Akhet Khufu would be a miraculous structure when complete, the largest building on earth, half again the size of King Sneferu’s Red Pyramid at Dahshur. Until I was five years old that pyramid and its companion, the strange Bent Pyramid, had dominated the desert near my house in the workers’ village of my birth; Papa had worked on both. For years Papa had been telling me about Akhet Khufu when we gathered beside our fire in the courtyard or on the roof at night after dinner – the mysterious chamber carved deep into the limestone bedrock that pointed to the never–setting stars; the steep passageways inside the pyramid that climbed to a serdab chamber and burial chamber high up in the structure, their inner walls, ceilings and floors composed of smooth pink granite from near the cataract; the soaring grand gallery of polished limestone with a corbelled roof; the stacked chambers that distributed the pyramid’s internal weight; the decorated pink granite sarcophagus already in place awaiting the body of the king; the mysterious shafts with openings on the face of the pyramid that served purposes known only to priests. The king’s architects had drawn upon everything engineers had learned in the decades they’d experimented while constructing King Sneferu’s three pyramids, making Khufu’s perfect in every way. The effort at Giza was operating at peak efficiency, Papa said, drawing on resources from every section of the valley, utilizing the talents of a second and third generation of workers who’d labored on Sneferu’s pyramids and those of his predecessors, and overseers with both ability and experience.

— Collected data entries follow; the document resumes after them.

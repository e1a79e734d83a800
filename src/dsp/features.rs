//! Spectral shape descriptors
//!
//! Per-frame centroid, bandwidth, rolloff and flatness, plus the
//! [`SpectralProfile`] summary the orchestrator computes once per buffer.

use super::hpss;
use super::stats::mean;
use super::stft::Stft;
use super::EPSILON;
use serde::Serialize;

/// Fraction of spectral energy below the rolloff frequency
pub const ROLLOFF_PERCENT: f64 = 0.85;

/// Buffer-level spectral summary (means over 2048/512 STFT frames)
#[derive(Debug, Clone, Copy, Default, PartialEq, Serialize)]
pub struct SpectralProfile {
    /// Mean spectral centroid (Hz)
    pub centroid_hz: f64,
    /// Mean spectral bandwidth around the centroid (Hz)
    pub bandwidth_hz: f64,
    /// Mean 85% rolloff frequency (Hz)
    pub rolloff_hz: f64,
    /// Mean spectral flatness (1.0 = white noise, 0.0 = pure tone)
    pub flatness: f64,
    /// Harmonic share of total energy from the HPSS split
    pub harmonic_ratio: f64,
}

/// Centroid of one magnitude frame
pub fn frame_centroid(frame: &[f64], freqs: &[f64]) -> f64 {
    let total: f64 = frame.iter().sum();
    let weighted: f64 = frame.iter().zip(freqs).map(|(&m, &f)| m * f).sum();
    weighted / (total + EPSILON)
}

/// Second-order spectral bandwidth of one magnitude frame
pub fn frame_bandwidth(frame: &[f64], freqs: &[f64]) -> f64 {
    let total: f64 = frame.iter().sum::<f64>() + EPSILON;
    let centroid = frame_centroid(frame, freqs);
    frame
        .iter()
        .zip(freqs)
        .map(|(&m, &f)| (m / total) * (f - centroid) * (f - centroid))
        .sum::<f64>()
        .sqrt()
}

/// Lowest frequency below which `ROLLOFF_PERCENT` of the frame's magnitude lies
pub fn frame_rolloff(frame: &[f64], freqs: &[f64]) -> f64 {
    let total: f64 = frame.iter().sum();
    if total <= EPSILON {
        return 0.0;
    }
    let target = ROLLOFF_PERCENT * total;
    let mut cumulative = 0.0;
    for (&m, &f) in frame.iter().zip(freqs) {
        cumulative += m;
        if cumulative >= target {
            return f;
        }
    }
    freqs.last().copied().unwrap_or(0.0)
}

/// Calculate spectral flatness (Wiener entropy) of one magnitude frame
///
/// Computed on the power spectrum; returns 1.0 for white noise and close to
/// 0.0 for a pure tone. Silence is flat by this definition (all bins hit the
/// floor), which is why callers never treat flatness alone as evidence.
pub fn frame_flatness(frame: &[f64]) -> f64 {
    if frame.is_empty() {
        return 0.0;
    }
    let n = frame.len() as f64;
    let powers = frame.iter().map(|&m| (m * m).max(EPSILON));
    let log_sum: f64 = powers.clone().map(f64::ln).sum();
    let geo_mean = (log_sum / n).exp();
    let arith_mean: f64 = powers.sum::<f64>() / n;
    geo_mean / arith_mean
}

/// Bandwidth time series (one value per frame)
pub fn bandwidth_series(stft: &Stft) -> Vec<f64> {
    let freqs = stft.frequencies();
    stft.magnitudes
        .iter()
        .map(|frame| frame_bandwidth(frame, &freqs))
        .collect()
}

/// Mean rolloff over all frames
pub fn mean_rolloff(stft: &Stft) -> f64 {
    let freqs = stft.frequencies();
    let values: Vec<f64> = stft
        .magnitudes
        .iter()
        .map(|frame| frame_rolloff(frame, &freqs))
        .collect();
    mean(&values)
}

/// Mean flatness over all frames
pub fn mean_flatness(stft: &Stft) -> f64 {
    let values: Vec<f64> = stft.magnitudes.iter().map(|f| frame_flatness(f)).collect();
    mean(&values)
}

/// Summarize an STFT into a [`SpectralProfile`]
pub fn compute_profile(stft: &Stft) -> SpectralProfile {
    let freqs = stft.frequencies();
    let centroids: Vec<f64> = stft
        .magnitudes
        .iter()
        .map(|frame| frame_centroid(frame, &freqs))
        .collect();

    SpectralProfile {
        centroid_hz: mean(&centroids),
        bandwidth_hz: mean(&bandwidth_series(stft)),
        rolloff_hz: mean_rolloff(stft),
        flatness: mean_flatness(stft),
        harmonic_ratio: hpss::harmonic_ratio(&stft.magnitudes),
    }
}

#[cfg(test)]
mod tests {
    use super::*;

    // ==========================================================================
    // SPECTRAL FLATNESS TESTS
    // ==========================================================================
    //
    // Flatness = geometric_mean(power) / arithmetic_mean(power)
    //   1.0 = white noise (equal energy in every bin)
    //   ~0  = pure tone (energy in a single bin)
    // ==========================================================================

    #[test]
    fn test_flatness_uniform() {
        assert!((frame_flatness(&[1.0; 8]) - 1.0).abs() < 1e-9);
    }

    #[test]
    fn test_flatness_spike() {
        let mut frame = vec![0.001; 64];
        frame[10] = 10.0;
        assert!(frame_flatness(&frame) < 0.01);
    }

    #[test]
    fn test_flatness_empty() {
        assert_eq!(frame_flatness(&[]), 0.0);
    }

    // ==========================================================================
    // CENTROID / BANDWIDTH / ROLLOFF TESTS
    // ==========================================================================

    #[test]
    fn test_centroid_single_bin() {
        let freqs = [0.0, 100.0, 200.0, 300.0];
        let frame = [0.0, 0.0, 1.0, 0.0];
        assert!((frame_centroid(&frame, &freqs) - 200.0).abs() < 1e-6);
        assert!(frame_bandwidth(&frame, &freqs) < 1e-3);
    }

    #[test]
    fn test_centroid_symmetric_pair() {
        let freqs = [0.0, 100.0, 200.0, 300.0];
        let frame = [0.0, 1.0, 0.0, 1.0];
        assert!((frame_centroid(&frame, &freqs) - 200.0).abs() < 1e-6);
        assert!((frame_bandwidth(&frame, &freqs) - 100.0).abs() < 1e-3);
    }

    #[test]
    fn test_rolloff() {
        let freqs = [0.0, 100.0, 200.0, 300.0];
        let frame = [1.0, 1.0, 1.0, 1.0];
        // 85% of 4.0 = 3.4 is reached at the 4th bin
        assert_eq!(frame_rolloff(&frame, &freqs), 300.0);
        assert_eq!(frame_rolloff(&[0.0; 4], &freqs), 0.0);
    }

    #[test]
    fn test_profile_of_sine() {
        let samples: Vec<f64> = (0..22050)
            .map(|i| (2.0 * std::f64::consts::PI * 1000.0 * i as f64 / 22050.0).sin())
            .collect();
        let stft = Stft::compute(&samples, 22050, 2048, 512);
        let profile = compute_profile(&stft);
        assert!((profile.centroid_hz - 1000.0).abs() < 50.0, "{:?}", profile);
        assert!(profile.flatness < 0.1);
        assert!(profile.harmonic_ratio > 0.5);
    }
}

No matter how often I looked at the pyramid it never failed to awe and inspire me. Ever since the building of King Netjeryket’s Step Pyramid at Saqqara a century earlier, according to Papa, preparing for the royal burial had been the focus of the entire land. The nonstop activity on the Giza plateau was proof. The pyramid would lift King Khufu to the never–setting stars upon his death – or perhaps the sun. Belief in Re, the midday aspect of the sun god, had evolved from a local into a national phenomenon some two centuries ago, when King Raneb, second of a new line of rulers who’d taken the throne after Horus Narmer’s line died out, included the god’s name in his own. Worship of Re had expanded significantly during King Netjeryket’s reign and the following decades, though it hadn’t come close yet to overtaking belief in the older gods. According to Papa, the high priest of Re, Iryiry, had recently announced that King Khufu was the reincarnation of Re. Apparently that hadn’t pleased the Ptah priesthood, the land’s largest and wealthiest. King Khufu himself considered Khnum to be his protector–god, along with the god of the Giza plateau, and the goddess Hathor.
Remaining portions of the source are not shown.